Poignant, filler-less ... The analgesia theme is treated subtly; it doesn’t flatten the characters or overtake the realism. In fact, my favorite aspect of the book was the careful, realistic telling of familial and romantic relationships. The calmly wrought dialogue and lifelike interactions were unexpected and ambiguous to the point of seeming documentarian. I believed it all really happened ... LaCava’s taut, sheared prose often seems like lines of poetry collapsed into paragraphs. This quality is enhanced by recurring words, images and ideas ... Meticulously constructed, with each part supporting and supported by the others. Controlled self-awareness like this in novels makes me pay close attention, enriching my experience ... The only thing that broke the spell for me was the last three sentences. I didn’t understand what they meant until three-quarters of the way into my second read of the novel, which seems OK, even ideal, since LaCava’s novel is substantial, heartfelt and concise enough to be worth reading more than once.

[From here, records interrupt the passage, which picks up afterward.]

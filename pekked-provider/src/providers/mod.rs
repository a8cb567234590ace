//! Wallet and registry backends

mod domains;
#[cfg(feature = "json-rpc")]
mod json_rpc;

pub use domains::DomainsContract;
#[cfg(feature = "json-rpc")]
pub use json_rpc::JsonRpcWallet;
//! Platform-agnostic application state for the pekked client.
//!
//! Provides `AppState` (service container plus the reconciled [`ViewState`]),
//! `AppStateBuilder` (wallet and registry injection), and `StartupHooks`
//! (platform-specific startup callbacks).

use std::sync::atomic::{AtomicBool, Ordering};
use std::sync::{Arc, Weak};

use pekked_core::error::{CoreError, CoreResult, NOT_EDITING};
use pekked_core::services::{
    NetworkGate, RecordEditService, RecordUpdateOutcome, RegistrationOutcome,
    RegistrationService, RegistryReader, ServiceContext, ServiceSettings, SessionService,
    SwitchOutcome,
};
use pekked_core::traits::ContextReloader;
use pekked_core::types::{Candidate, ChainId, MintRecord, Session, ViewState};
use pekked_provider::{RegistryContract, WalletProvider};
use tokio::sync::{watch, Mutex, RwLock};
use tokio::task::JoinHandle;

/// Prompt shown when no wallet is available on connect.
pub const GET_WALLET_PROMPT: &str = "Get MetaMask -> https://metamask.io/";
/// Prompt shown when no wallet is available on network switch.
pub const INSTALL_WALLET_PROMPT: &str =
    "MetaMask is not installed. Please install it to use this app: https://metamask.io/download.html";

/// Platform-specific hooks for the startup sequence.
#[async_trait::async_trait]
pub trait StartupHooks: Send + Sync {
    /// Called when no wallet provider is configured.
    async fn wallet_missing(&self) {}

    /// Called once discovery has settled the initial session.
    async fn session_restored(&self, _session: &Session) {}
}

/// No-op startup hooks.
pub struct NoopStartupHooks;

#[async_trait::async_trait]
impl StartupHooks for NoopStartupHooks {}

/// Platform-agnostic application state.
///
/// Every frontend constructs this once at startup via `AppStateBuilder` and
/// keeps it behind an `Arc`.
pub struct AppState {
    /// Service context (holds the wallet and registry)
    pub ctx: Arc<ServiceContext>,
    /// Session discovery
    pub session_service: SessionService,
    /// Required-network gate
    pub network_gate: NetworkGate,
    /// Registered names
    pub registry_reader: Arc<RegistryReader>,
    /// Registration workflow
    pub registration_service: RegistrationService,
    /// Record edit workflow
    pub record_edit_service: RecordEditService,
    /// Whether the startup sequence has completed
    pub startup_completed: AtomicBool,
    view: RwLock<ViewState>,
    network_watch: Mutex<Option<JoinHandle<()>>>,
    reloads: watch::Sender<u64>,
}

impl AppState {
    /// Run the full startup sequence: discovery, network watch, first refresh.
    pub async fn run_startup(self: &Arc<Self>, hooks: &dyn StartupHooks) -> CoreResult<()> {
        match self.discover().await {
            Ok(session) => hooks.session_restored(&session).await,
            Err(CoreError::ProviderUnavailable) => {
                hooks.wallet_missing().await;
                self.startup_completed.store(true, Ordering::SeqCst);
                return Ok(());
            }
            Err(e) => log::error!("[app] Session discovery failed: {e}"),
        }

        self.start_network_watch().await?;
        self.startup_completed.store(true, Ordering::SeqCst);
        Ok(())
    }

    /// Subscribe to chain changes; every notification re-runs discovery.
    pub async fn start_network_watch(self: &Arc<Self>) -> CoreResult<()> {
        let reloader: Arc<dyn ContextReloader> = Arc::new(AppReloader {
            app: Arc::downgrade(self),
        });
        let handle = self.session_service.watch_network_changes(reloader)?;
        if let Some(previous) = self.network_watch.lock().await.replace(handle) {
            previous.abort();
        }
        Ok(())
    }

    /// Count of completed network-change reloads, bumped after each one
    /// settles.
    pub fn subscribe_reloads(&self) -> watch::Receiver<u64> {
        self.reloads.subscribe()
    }

    /// Stop background tasks.
    pub async fn shutdown(&self) {
        if let Some(handle) = self.network_watch.lock().await.take() {
            handle.abort();
        }
    }

    /// Re-read the session from the wallet without prompting.
    ///
    /// A changed session drops the cached list and edit mode. The list is
    /// reloaded whenever the session is connected on the required network.
    pub async fn discover(&self) -> CoreResult<Session> {
        let session = self.session_service.check_existing_session().await?;
        self.adopt_session(session.clone()).await;
        Ok(session)
    }

    /// Prompt the wallet for account access.
    pub async fn connect(&self) -> CoreResult<Session> {
        match self.session_service.connect().await {
            Ok(session) => {
                self.adopt_session(session.clone()).await;
                Ok(session)
            }
            Err(e) => {
                let message = if matches!(e, CoreError::ProviderUnavailable) {
                    GET_WALLET_PROMPT.to_string()
                } else {
                    e.to_string()
                };
                self.view.write().await.show_error(message);
                Err(e)
            }
        }
    }

    /// Ask the wallet to move to the required network.
    ///
    /// The session itself is updated by the chain-changed notification.
    pub async fn switch_network(&self) -> CoreResult<SwitchOutcome> {
        let result = self.network_gate.request_switch().await;
        if let Err(CoreError::ProviderUnavailable) = result {
            self.view.write().await.show_error(INSTALL_WALLET_PROMPT);
        }
        result
    }

    /// Replace the form input.
    pub async fn set_candidate(&self, name: impl Into<String>, record: impl Into<String>) {
        self.view.write().await.candidate = Candidate::new(name, record);
    }

    /// Register the name currently in the form.
    pub async fn mint(&self) -> CoreResult<RegistrationOutcome> {
        let candidate = {
            let mut view = self.view.write().await;
            if view.is_busy() {
                return Ok(RegistrationOutcome::AlreadyInFlight);
            }
            view.begin_mint();
            view.candidate.clone()
        };

        let result = self.registration_service.register(&candidate).await;

        let mut view = self.view.write().await;
        match &result {
            Ok(RegistrationOutcome::Registered(registration)) => {
                let full_name = format!(
                    "{}.{}",
                    registration.name,
                    self.ctx.settings.tld.trim_start_matches('.')
                );
                let notice = match &registration.explorer_url {
                    Some(url) => format!("Registered {full_name} ({url})"),
                    None => format!("Registered {full_name}"),
                };
                view.finish_mint(Ok(Some(notice)));
            }
            Ok(RegistrationOutcome::AlreadyInFlight) => view.minting = false,
            Err(e) => view.finish_mint(Err(e.user_message())),
        }
        result
    }

    /// Enter edit mode for a listed name owned by the session.
    pub async fn enter_edit(&self, name: &str) -> CoreResult<MintRecord> {
        let result = self.find_editable(name).await;
        let mut view = self.view.write().await;
        match &result {
            Ok(mint) => view.enter_edit(mint),
            Err(e) => view.show_error(e.user_message()),
        }
        result
    }

    async fn find_editable(&self, name: &str) -> CoreResult<MintRecord> {
        let mint = self
            .registry_reader
            .snapshot()
            .await
            .iter()
            .find(|m| m.name == name)
            .cloned()
            .ok_or_else(|| {
                CoreError::ValidationFailed(format!(
                    "{name}.{} is not registered",
                    self.ctx.settings.tld
                ))
            })?;
        self.record_edit_service.enter_edit(&mint).await?;
        Ok(mint)
    }

    pub async fn cancel_edit(&self) {
        self.view.write().await.cancel_edit();
    }

    /// Submit the form's record for the name being edited.
    ///
    /// Only the edit-mode target is ever written; the form's name is ignored.
    /// The loading flag is cleared on every outcome. A failure keeps edit mode
    /// and shows an error banner.
    pub async fn update_record(&self) -> CoreResult<RecordUpdateOutcome> {
        let (target, record) = {
            let mut view = self.view.write().await;
            if view.is_busy() {
                return Ok(RecordUpdateOutcome::AlreadyInFlight);
            }
            let Some(target) = view.edit_mode.target().map(str::to_string) else {
                view.show_error(NOT_EDITING);
                return Err(CoreError::ValidationFailed(NOT_EDITING.to_string()));
            };
            view.begin_update();
            (target, view.candidate.record.clone())
        };

        let result = self
            .record_edit_service
            .update_record(&target, &record)
            .await;

        let mut view = self.view.write().await;
        match &result {
            Ok(RecordUpdateOutcome::Updated { .. }) => view.finish_update(Ok(())),
            Ok(RecordUpdateOutcome::AlreadyInFlight) => view.loading = false,
            Err(e) => view.finish_update(Err(e.user_message())),
        }
        result
    }

    /// Reload the list now.
    pub async fn refresh_mints(&self) -> CoreResult<Arc<Vec<MintRecord>>> {
        self.registry_reader.refresh().await
    }

    /// Snapshot for rendering, with the latest list and workflow step merged in.
    pub async fn view(&self) -> ViewState {
        let mut view = self.view.read().await.clone();
        view.set_mints(self.registry_reader.snapshot().await);
        view.step = self.registration_service.step();
        view
    }

    async fn adopt_session(&self, session: Session) {
        let changed = {
            let mut view = self.view.write().await;
            let changed = view.session != session;
            view.reset_session(session.clone());
            changed
        };
        if changed {
            self.registry_reader.clear().await;
        }

        let on_required = session.network == Some(self.ctx.required_chain());
        if session.is_connected() && on_required {
            // Failures are logged by the reader
            let _ = self.registry_reader.refresh().await;
        }
    }
}

/// Re-runs discovery on chain changes without keeping the app alive.
struct AppReloader {
    app: Weak<AppState>,
}

#[async_trait::async_trait]
impl ContextReloader for AppReloader {
    async fn reload(&self, chain_id: ChainId) {
        let Some(app) = self.app.upgrade() else {
            return;
        };
        log::info!("[app] Reloading context for network {chain_id}");
        if let Err(e) = app.discover().await {
            log::error!("[app] Reload failed: {e}");
        }
        app.reloads.send_modify(|n| *n += 1);
    }
}

/// Builder for constructing `AppState`.
///
/// # Optional
/// - `wallet`: without one every wallet operation fails with
///   `CoreError::ProviderUnavailable`
/// - `registry`: required for minting, editing and listing
/// - `settings`: defaults to Polygon Mumbai, `pekked`, 2 s refresh delay
pub struct AppStateBuilder {
    wallet: Option<Arc<dyn WalletProvider>>,
    registry: Option<Arc<dyn RegistryContract>>,
    settings: ServiceSettings,
}

impl AppStateBuilder {
    #[must_use]
    pub fn new() -> Self {
        Self {
            wallet: None,
            registry: None,
            settings: ServiceSettings::default(),
        }
    }

    #[must_use]
    pub fn wallet(mut self, wallet: Arc<dyn WalletProvider>) -> Self {
        self.wallet = Some(wallet);
        self
    }

    #[must_use]
    pub fn registry(mut self, registry: Arc<dyn RegistryContract>) -> Self {
        self.registry = Some(registry);
        self
    }

    #[must_use]
    pub fn settings(mut self, settings: ServiceSettings) -> Self {
        self.settings = settings;
        self
    }

    /// Build the `AppState`.
    ///
    /// # Errors
    /// Returns `CoreError::ValidationFailed` for unusable settings.
    pub fn build(self) -> CoreResult<Arc<AppState>> {
        if self.settings.fanout == 0 {
            return Err(CoreError::ValidationFailed(
                "fanout must be at least 1".to_string(),
            ));
        }
        if self.settings.tld.trim_start_matches('.').is_empty() {
            return Err(CoreError::ValidationFailed(
                "tld must not be empty".to_string(),
            ));
        }

        let required = self.settings.required_network.chain_id;
        let ctx = Arc::new(ServiceContext::new(
            self.wallet,
            self.registry,
            self.settings,
        ));

        let registry_reader = Arc::new(RegistryReader::new(Arc::clone(&ctx)));
        let session_service = SessionService::new(Arc::clone(&ctx));
        let network_gate = NetworkGate::new(Arc::clone(&ctx));
        let registration_service =
            RegistrationService::new(Arc::clone(&ctx), Arc::clone(&registry_reader));
        let record_edit_service =
            RecordEditService::new(Arc::clone(&ctx), Arc::clone(&registry_reader));

        Ok(Arc::new(AppState {
            ctx,
            session_service,
            network_gate,
            registry_reader,
            registration_service,
            record_edit_service,
            startup_completed: AtomicBool::new(false),
            view: RwLock::new(ViewState::new(required)),
            network_watch: Mutex::new(None),
            reloads: watch::channel(0).0,
        }))
    }
}

impl Default for AppStateBuilder {
    fn default() -> Self {
        Self::new()
    }
}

It’s a familiar story, but...Stephanie LaCava exploits the trope as a shortcut to intimacy between reader and character ... Examines issues of power, how it is or is not inherited, what the consequences of being defined by others are, and the ways pain shapes us.
A cool, cutthroat razor of a novel ... In places, an acerbic comedy so pitch-black barely any light escapes ... We are left with something more ambiguous, an act of violation and then a concluding line that I interpreted entirely differently each time I read the novel, neither option feeling like a happy ending ... In a curious way, the book, in spite of its absence of pain, is a paean to sensation, its usefulness and its vividness.